### Aim of the exercise:
The word to look for is "cannot". Report every line of the entries below that has it.

(Beginning of Record extracts)

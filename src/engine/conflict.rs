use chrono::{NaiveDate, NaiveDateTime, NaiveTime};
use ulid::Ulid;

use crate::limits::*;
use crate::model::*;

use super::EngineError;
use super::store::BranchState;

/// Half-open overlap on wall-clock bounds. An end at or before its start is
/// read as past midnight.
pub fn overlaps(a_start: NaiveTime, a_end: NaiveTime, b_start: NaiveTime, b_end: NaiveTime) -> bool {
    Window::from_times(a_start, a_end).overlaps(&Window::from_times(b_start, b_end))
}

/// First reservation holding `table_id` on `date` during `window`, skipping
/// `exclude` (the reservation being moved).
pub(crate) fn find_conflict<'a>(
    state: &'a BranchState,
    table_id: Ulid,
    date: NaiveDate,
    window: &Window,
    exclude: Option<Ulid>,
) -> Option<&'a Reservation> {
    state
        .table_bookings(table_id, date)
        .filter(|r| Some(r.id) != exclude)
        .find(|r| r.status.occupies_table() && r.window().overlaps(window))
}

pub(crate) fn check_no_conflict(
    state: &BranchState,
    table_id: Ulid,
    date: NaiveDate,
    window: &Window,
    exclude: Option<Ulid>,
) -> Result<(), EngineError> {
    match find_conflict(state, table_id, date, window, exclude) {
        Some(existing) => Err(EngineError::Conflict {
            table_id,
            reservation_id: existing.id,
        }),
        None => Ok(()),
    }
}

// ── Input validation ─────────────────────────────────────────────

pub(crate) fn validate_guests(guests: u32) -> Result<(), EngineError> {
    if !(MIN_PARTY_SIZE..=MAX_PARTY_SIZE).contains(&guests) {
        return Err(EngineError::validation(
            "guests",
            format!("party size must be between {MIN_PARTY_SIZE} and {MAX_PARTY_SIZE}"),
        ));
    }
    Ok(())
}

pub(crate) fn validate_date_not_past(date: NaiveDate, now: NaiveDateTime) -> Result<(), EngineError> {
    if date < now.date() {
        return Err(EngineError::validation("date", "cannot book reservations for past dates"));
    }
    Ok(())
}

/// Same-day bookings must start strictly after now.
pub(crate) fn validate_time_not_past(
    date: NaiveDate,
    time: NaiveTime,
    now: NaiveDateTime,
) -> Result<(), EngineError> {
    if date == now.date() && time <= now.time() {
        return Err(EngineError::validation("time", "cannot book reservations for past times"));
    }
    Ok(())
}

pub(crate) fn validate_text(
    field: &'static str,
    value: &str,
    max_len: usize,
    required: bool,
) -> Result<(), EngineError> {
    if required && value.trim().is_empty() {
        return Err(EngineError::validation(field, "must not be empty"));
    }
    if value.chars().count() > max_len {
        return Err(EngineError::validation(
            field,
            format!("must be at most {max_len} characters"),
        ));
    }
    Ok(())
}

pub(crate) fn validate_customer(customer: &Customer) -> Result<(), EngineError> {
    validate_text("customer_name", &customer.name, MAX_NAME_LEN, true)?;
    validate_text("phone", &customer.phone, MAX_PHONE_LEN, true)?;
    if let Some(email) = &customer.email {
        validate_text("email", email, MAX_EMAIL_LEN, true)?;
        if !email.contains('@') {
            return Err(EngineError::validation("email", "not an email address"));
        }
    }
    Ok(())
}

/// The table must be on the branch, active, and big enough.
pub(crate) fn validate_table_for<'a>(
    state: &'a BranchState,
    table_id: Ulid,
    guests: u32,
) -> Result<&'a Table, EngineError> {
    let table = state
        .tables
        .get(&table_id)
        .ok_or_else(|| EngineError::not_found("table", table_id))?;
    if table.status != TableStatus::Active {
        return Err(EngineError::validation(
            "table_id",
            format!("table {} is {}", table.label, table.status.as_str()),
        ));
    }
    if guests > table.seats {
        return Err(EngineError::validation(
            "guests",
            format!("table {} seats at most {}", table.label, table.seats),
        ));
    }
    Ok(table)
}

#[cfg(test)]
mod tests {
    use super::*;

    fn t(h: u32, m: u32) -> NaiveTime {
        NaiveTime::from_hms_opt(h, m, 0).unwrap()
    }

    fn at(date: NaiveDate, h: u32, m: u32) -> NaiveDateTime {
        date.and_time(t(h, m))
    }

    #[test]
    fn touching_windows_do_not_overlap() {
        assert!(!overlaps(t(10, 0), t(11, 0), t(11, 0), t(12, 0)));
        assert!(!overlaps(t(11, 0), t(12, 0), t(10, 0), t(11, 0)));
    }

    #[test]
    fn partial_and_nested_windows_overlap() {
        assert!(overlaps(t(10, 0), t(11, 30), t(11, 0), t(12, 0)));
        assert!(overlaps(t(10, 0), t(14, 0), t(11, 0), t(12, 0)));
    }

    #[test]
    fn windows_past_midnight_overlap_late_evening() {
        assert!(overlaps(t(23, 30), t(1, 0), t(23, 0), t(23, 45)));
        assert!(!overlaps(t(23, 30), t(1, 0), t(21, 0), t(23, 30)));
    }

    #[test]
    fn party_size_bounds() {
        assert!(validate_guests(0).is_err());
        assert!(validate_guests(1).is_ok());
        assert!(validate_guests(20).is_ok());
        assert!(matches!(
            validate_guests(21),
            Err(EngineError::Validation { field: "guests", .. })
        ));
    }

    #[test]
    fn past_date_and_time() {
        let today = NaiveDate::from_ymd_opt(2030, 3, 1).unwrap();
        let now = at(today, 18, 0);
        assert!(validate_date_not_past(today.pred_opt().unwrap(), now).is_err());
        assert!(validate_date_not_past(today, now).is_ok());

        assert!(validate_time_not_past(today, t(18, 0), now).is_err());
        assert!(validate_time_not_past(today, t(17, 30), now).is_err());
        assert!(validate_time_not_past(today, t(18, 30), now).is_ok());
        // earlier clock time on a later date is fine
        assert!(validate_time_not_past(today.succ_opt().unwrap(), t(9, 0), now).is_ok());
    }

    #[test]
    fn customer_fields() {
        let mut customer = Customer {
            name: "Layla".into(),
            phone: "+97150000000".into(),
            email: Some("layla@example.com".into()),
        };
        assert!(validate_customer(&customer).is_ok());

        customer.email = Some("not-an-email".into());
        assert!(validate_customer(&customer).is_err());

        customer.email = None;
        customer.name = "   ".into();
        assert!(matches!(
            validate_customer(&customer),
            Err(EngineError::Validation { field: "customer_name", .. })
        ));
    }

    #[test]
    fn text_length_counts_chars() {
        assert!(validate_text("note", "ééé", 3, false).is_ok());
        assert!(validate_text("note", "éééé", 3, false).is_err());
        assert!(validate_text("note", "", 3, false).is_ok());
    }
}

(End of Record extracts)
(Beginning of Record extracts)

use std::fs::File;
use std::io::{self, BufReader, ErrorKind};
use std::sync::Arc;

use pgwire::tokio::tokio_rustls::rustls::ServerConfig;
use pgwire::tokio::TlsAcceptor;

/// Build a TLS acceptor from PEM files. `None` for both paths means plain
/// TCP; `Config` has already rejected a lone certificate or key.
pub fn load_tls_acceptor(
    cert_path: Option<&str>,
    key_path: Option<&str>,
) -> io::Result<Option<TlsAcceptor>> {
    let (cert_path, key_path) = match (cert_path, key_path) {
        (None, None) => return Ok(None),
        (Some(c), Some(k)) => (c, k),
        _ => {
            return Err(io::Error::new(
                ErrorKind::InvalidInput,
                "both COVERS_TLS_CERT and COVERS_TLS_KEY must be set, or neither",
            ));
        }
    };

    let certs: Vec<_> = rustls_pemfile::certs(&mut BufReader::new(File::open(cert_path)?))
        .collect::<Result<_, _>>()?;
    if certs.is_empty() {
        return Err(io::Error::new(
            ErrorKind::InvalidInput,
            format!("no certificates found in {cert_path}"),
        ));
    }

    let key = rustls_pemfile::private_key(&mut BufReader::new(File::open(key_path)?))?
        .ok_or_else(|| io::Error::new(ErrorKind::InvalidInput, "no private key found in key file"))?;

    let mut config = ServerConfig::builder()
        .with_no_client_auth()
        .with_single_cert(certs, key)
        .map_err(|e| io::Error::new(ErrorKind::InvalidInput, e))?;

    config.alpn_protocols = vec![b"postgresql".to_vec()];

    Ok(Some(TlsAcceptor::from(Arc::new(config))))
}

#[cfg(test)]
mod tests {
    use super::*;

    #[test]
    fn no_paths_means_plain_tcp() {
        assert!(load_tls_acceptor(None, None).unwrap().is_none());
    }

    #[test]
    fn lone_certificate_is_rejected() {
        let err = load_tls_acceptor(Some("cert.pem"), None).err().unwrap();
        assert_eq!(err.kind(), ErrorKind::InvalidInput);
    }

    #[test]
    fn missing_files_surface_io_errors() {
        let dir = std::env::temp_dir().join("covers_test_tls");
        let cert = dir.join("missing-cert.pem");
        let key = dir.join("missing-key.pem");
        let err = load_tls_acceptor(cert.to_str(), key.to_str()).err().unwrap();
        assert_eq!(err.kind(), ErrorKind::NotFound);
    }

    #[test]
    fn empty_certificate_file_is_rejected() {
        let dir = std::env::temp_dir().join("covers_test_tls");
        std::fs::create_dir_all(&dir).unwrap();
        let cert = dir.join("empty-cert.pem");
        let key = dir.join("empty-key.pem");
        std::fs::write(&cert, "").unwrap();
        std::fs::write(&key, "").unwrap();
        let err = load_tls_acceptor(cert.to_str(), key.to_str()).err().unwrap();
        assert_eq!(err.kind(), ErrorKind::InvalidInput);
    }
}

(End of Record extracts)

### Exercise answer:
        return Err(EngineError::validation("date", "cannot book reservations for past dates"));
        return Err(EngineError::validation("time", "cannot book reservations for past times"));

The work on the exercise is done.